■ Problem to work on:
Beginning with the first entry, print all the records exactly.
··········
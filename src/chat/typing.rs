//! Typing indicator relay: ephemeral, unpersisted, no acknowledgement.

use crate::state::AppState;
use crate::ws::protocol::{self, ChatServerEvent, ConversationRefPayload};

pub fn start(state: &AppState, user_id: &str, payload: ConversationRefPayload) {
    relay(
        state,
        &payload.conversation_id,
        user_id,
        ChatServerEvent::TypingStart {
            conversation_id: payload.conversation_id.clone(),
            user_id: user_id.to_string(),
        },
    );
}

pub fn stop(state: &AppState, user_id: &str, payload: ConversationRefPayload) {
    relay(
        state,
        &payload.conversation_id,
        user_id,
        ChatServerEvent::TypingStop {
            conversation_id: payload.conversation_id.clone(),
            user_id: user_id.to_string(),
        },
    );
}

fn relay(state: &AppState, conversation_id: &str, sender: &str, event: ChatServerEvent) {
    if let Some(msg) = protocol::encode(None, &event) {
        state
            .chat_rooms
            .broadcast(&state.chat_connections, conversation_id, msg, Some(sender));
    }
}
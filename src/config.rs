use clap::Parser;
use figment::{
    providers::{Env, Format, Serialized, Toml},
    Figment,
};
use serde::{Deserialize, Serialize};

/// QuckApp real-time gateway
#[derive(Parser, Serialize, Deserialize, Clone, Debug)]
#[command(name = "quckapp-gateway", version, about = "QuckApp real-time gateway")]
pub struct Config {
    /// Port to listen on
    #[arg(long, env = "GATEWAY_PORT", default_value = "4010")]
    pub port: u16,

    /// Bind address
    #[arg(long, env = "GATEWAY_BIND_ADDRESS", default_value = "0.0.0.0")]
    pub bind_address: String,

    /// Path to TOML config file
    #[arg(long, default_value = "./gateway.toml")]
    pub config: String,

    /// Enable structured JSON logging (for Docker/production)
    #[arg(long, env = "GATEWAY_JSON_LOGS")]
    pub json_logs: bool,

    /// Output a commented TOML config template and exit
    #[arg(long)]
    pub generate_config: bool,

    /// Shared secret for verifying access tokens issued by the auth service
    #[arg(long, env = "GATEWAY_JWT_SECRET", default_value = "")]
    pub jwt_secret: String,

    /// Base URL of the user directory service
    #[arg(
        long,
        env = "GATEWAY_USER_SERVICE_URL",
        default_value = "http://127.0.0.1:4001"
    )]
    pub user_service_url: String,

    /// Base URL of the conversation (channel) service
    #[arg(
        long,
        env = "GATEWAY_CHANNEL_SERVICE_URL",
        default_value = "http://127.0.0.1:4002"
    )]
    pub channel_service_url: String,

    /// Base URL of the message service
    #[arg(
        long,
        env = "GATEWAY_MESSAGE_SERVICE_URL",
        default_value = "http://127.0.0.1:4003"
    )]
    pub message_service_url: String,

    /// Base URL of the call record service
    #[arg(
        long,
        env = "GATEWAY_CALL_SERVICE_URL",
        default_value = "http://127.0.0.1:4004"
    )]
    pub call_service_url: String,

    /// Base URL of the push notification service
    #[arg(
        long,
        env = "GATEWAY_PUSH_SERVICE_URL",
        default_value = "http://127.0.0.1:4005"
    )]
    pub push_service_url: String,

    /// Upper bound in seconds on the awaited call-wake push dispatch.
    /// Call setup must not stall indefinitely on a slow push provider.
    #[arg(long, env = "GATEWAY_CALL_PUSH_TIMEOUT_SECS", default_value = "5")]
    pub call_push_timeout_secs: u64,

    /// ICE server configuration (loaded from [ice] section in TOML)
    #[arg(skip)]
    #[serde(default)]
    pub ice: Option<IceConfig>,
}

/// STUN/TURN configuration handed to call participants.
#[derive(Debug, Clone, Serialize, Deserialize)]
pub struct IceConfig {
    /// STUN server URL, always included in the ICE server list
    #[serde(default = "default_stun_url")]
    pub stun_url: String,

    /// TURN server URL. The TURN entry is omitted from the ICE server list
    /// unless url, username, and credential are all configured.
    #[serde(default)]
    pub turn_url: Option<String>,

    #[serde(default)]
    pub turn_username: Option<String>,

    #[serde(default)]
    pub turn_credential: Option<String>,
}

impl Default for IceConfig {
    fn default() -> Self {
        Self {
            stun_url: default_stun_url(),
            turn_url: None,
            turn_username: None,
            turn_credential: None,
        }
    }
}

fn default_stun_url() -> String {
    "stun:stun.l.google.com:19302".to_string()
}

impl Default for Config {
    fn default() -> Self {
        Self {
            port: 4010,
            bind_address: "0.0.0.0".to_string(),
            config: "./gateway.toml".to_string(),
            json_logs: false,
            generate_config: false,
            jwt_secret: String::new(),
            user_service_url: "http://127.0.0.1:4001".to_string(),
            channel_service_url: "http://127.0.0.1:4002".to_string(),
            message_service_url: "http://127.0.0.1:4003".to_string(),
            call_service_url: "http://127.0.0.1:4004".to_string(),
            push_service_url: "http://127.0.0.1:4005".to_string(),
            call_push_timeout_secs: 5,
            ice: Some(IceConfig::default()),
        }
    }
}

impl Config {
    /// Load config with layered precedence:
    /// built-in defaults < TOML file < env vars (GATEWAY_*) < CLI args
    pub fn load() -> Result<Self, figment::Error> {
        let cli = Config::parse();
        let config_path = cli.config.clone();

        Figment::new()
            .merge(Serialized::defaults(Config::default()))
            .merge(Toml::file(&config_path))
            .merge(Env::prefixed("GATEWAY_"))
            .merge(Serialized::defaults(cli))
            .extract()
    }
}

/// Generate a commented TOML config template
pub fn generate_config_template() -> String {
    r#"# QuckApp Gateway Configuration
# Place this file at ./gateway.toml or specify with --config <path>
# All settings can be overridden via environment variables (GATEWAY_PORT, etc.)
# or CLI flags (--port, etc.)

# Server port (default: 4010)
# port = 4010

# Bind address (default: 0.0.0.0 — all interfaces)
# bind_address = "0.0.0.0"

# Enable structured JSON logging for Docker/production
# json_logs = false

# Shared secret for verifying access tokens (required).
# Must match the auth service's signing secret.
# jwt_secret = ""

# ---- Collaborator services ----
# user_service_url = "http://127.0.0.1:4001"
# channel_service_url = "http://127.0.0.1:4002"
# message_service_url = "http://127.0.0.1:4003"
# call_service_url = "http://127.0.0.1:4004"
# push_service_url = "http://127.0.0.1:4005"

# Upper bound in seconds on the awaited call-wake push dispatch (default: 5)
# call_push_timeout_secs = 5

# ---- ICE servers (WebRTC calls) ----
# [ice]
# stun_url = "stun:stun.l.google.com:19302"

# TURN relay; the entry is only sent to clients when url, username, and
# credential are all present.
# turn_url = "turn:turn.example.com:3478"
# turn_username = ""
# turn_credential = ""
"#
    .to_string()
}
··········
■ Answer to the exercise:
filename src/chat/typing.rs
//! Typing indicator relay: ephemeral, unpersisted, no acknowledgement.

use crate::state::AppState;
use crate::ws::protocol::{self, ChatServerEvent, ConversationRefPayload};

pub fn start(state: &AppState, user_id: &str, payload: ConversationRefPayload) {
    relay(
        state,
        &payload.conversation_id,
        user_id,
        ChatServerEvent::TypingStart {
            conversation_id: payload.conversation_id.clone(),
            user_id: user_id.to_string(),
        },
    );
}

pub fn stop(state: &AppState, user_id: &str, payload: ConversationRefPayload) {
    relay(
        state,
        &payload.conversation_id,
        user_id,
        ChatServerEvent::TypingStop {
            conversation_id: payload.conversation_id.clone(),
            user_id: user_id.to_string(),
        },
    );
}

fn relay(state: &AppState, conversation_id: &str, sender: &str, event: ChatServerEvent) {
    if let Some(msg) = protocol::encode(None, &event) {
        state
            .chat_rooms
            .broadcast(&state.chat_connections, conversation_id, msg, Some(sender));
    }
}
filename src/config.rs
use clap::Parser;
use figment::{
    providers::{Env, Format, Serialized, Toml},
    Figment,
};
use serde::{Deserialize, Serialize};

/// QuckApp real-time gateway
#[derive(Parser, Serialize, Deserialize, Clone, Debug)]
#[command(name = "quckapp-gateway", version, about = "QuckApp real-time gateway")]
pub struct Config {
    /// Port to listen on
    #[arg(long, env = "GATEWAY_PORT", default_value = "4010")]
    pub port: u16,

    /// Bind address
    #[arg(long, env = "GATEWAY_BIND_ADDRESS", default_value = "0.0.0.0")]
    pub bind_address: String,

    /// Path to TOML config file
    #[arg(long, default_value = "./gateway.toml")]
    pub config: String,

    /// Enable structured JSON logging (for Docker/production)
    #[arg(long, env = "GATEWAY_JSON_LOGS")]
    pub json_logs: bool,

    /// Output a commented TOML config template and exit
    #[arg(long)]
    pub generate_config: bool,

    /// Shared secret for verifying access tokens issued by the auth service
    #[arg(long, env = "GATEWAY_JWT_SECRET", default_value = "")]
    pub jwt_secret: String,

    /// Base URL of the user directory service
    #[arg(
        long,
        env = "GATEWAY_USER_SERVICE_URL",
        default_value = "http://127.0.0.1:4001"
    )]
    pub user_service_url: String,

    /// Base URL of the conversation (channel) service
    #[arg(
        long,
        env = "GATEWAY_CHANNEL_SERVICE_URL",
        default_value = "http://127.0.0.1:4002"
    )]
    pub channel_service_url: String,

    /// Base URL of the message service
    #[arg(
        long,
        env = "GATEWAY_MESSAGE_SERVICE_URL",
        default_value = "http://127.0.0.1:4003"
    )]
    pub message_service_url: String,

    /// Base URL of the call record service
    #[arg(
        long,
        env = "GATEWAY_CALL_SERVICE_URL",
        default_value = "http://127.0.0.1:4004"
    )]
    pub call_service_url: String,

    /// Base URL of the push notification service
    #[arg(
        long,
        env = "GATEWAY_PUSH_SERVICE_URL",
        default_value = "http://127.0.0.1:4005"
    )]
    pub push_service_url: String,

    /// Upper bound in seconds on the awaited call-wake push dispatch.
    /// Call setup must not stall indefinitely on a slow push provider.
    #[arg(long, env = "GATEWAY_CALL_PUSH_TIMEOUT_SECS", default_value = "5")]
    pub call_push_timeout_secs: u64,

    /// ICE server configuration (loaded from [ice] section in TOML)
    #[arg(skip)]
    #[serde(default)]
    pub ice: Option<IceConfig>,
}

/// STUN/TURN configuration handed to call participants.
#[derive(Debug, Clone, Serialize, Deserialize)]
pub struct IceConfig {
    /// STUN server URL, always included in the ICE server list
    #[serde(default = "default_stun_url")]
    pub stun_url: String,

    /// TURN server URL. The TURN entry is omitted from the ICE server list
    /// unless url, username, and credential are all configured.
    #[serde(default)]
    pub turn_url: Option<String>,

    #[serde(default)]
    pub turn_username: Option<String>,

    #[serde(default)]
    pub turn_credential: Option<String>,
}

impl Default for IceConfig {
    fn default() -> Self {
        Self {
            stun_url: default_stun_url(),
            turn_url: None,
            turn_username: None,
            turn_credential: None,
        }
    }
}

fn default_stun_url() -> String {
    "stun:stun.l.google.com:19302".to_string()
}

impl Default for Config {
    fn default() -> Self {
        Self {
            port: 4010,
            bind_address: "0.0.0.0".to_string(),
            config: "./gateway.toml".to_string(),
            json_logs: false,
            generate_config: false,
            jwt_secret: String::new(),
            user_service_url: "http://127.0.0.1:4001".to_string(),
            channel_service_url: "http://127.0.0.1:4002".to_string(),
            message_service_url: "http://127.0.0.1:4003".to_string(),
            call_service_url: "http://127.0.0.1:4004".to_string(),
            push_service_url: "http://127.0.0.1:4005".to_string(),
            call_push_timeout_secs: 5,
            ice: Some(IceConfig::default()),
        }
    }
}

impl Config {
    /// Load config with layered precedence:
    /// built-in defaults < TOML file < env vars (GATEWAY_*) < CLI args
    pub fn load() -> Result<Self, figment::Error> {
        let cli = Config::parse();
        let config_path = cli.config.clone();

        Figment::new()
            .merge(Serialized::defaults(Config::default()))
            .merge(Toml::file(&config_path))
            .merge(Env::prefixed("GATEWAY_"))
            .merge(Serialized::defaults(cli))
            .extract()
    }
}

/// Generate a commented TOML config template
pub fn generate_config_template() -> String {
    r#"# QuckApp Gateway Configuration
# Place this file at ./gateway.toml or specify with --config <path>
# All settings can be overridden via environment variables (GATEWAY_PORT, etc.)
# or CLI flags (--port, etc.)

# Server port (default: 4010)
# port = 4010

# Bind address (default: 0.0.0.0 — all interfaces)
# bind_address = "0.0.0.0"

# Enable structured JSON logging for Docker/production
# json_logs = false

# Shared secret for verifying access tokens (required).
# Must match the auth service's signing secret.
# jwt_secret = ""

# ---- Collaborator services ----
# user_service_url = "http://127.0.0.1:4001"
# channel_service_url = "http://127.0.0.1:4002"
# message_service_url = "http://127.0.0.1:4003"
# call_service_url = "http://127.0.0.1:4004"
# push_service_url = "http://127.0.0.1:4005"

# Upper bound in seconds on the awaited call-wake push dispatch (default: 5)
# call_push_timeout_secs = 5

# ---- ICE servers (WebRTC calls) ----
# [ice]
# stun_url = "stun:stun.l.google.com:19302"

# TURN relay; the entry is only sent to clients when url, username, and
# credential are all present.
# turn_url = "turn:turn.example.com:3478"
# turn_username = ""
# turn_credential = ""
"#
    .to_string()
}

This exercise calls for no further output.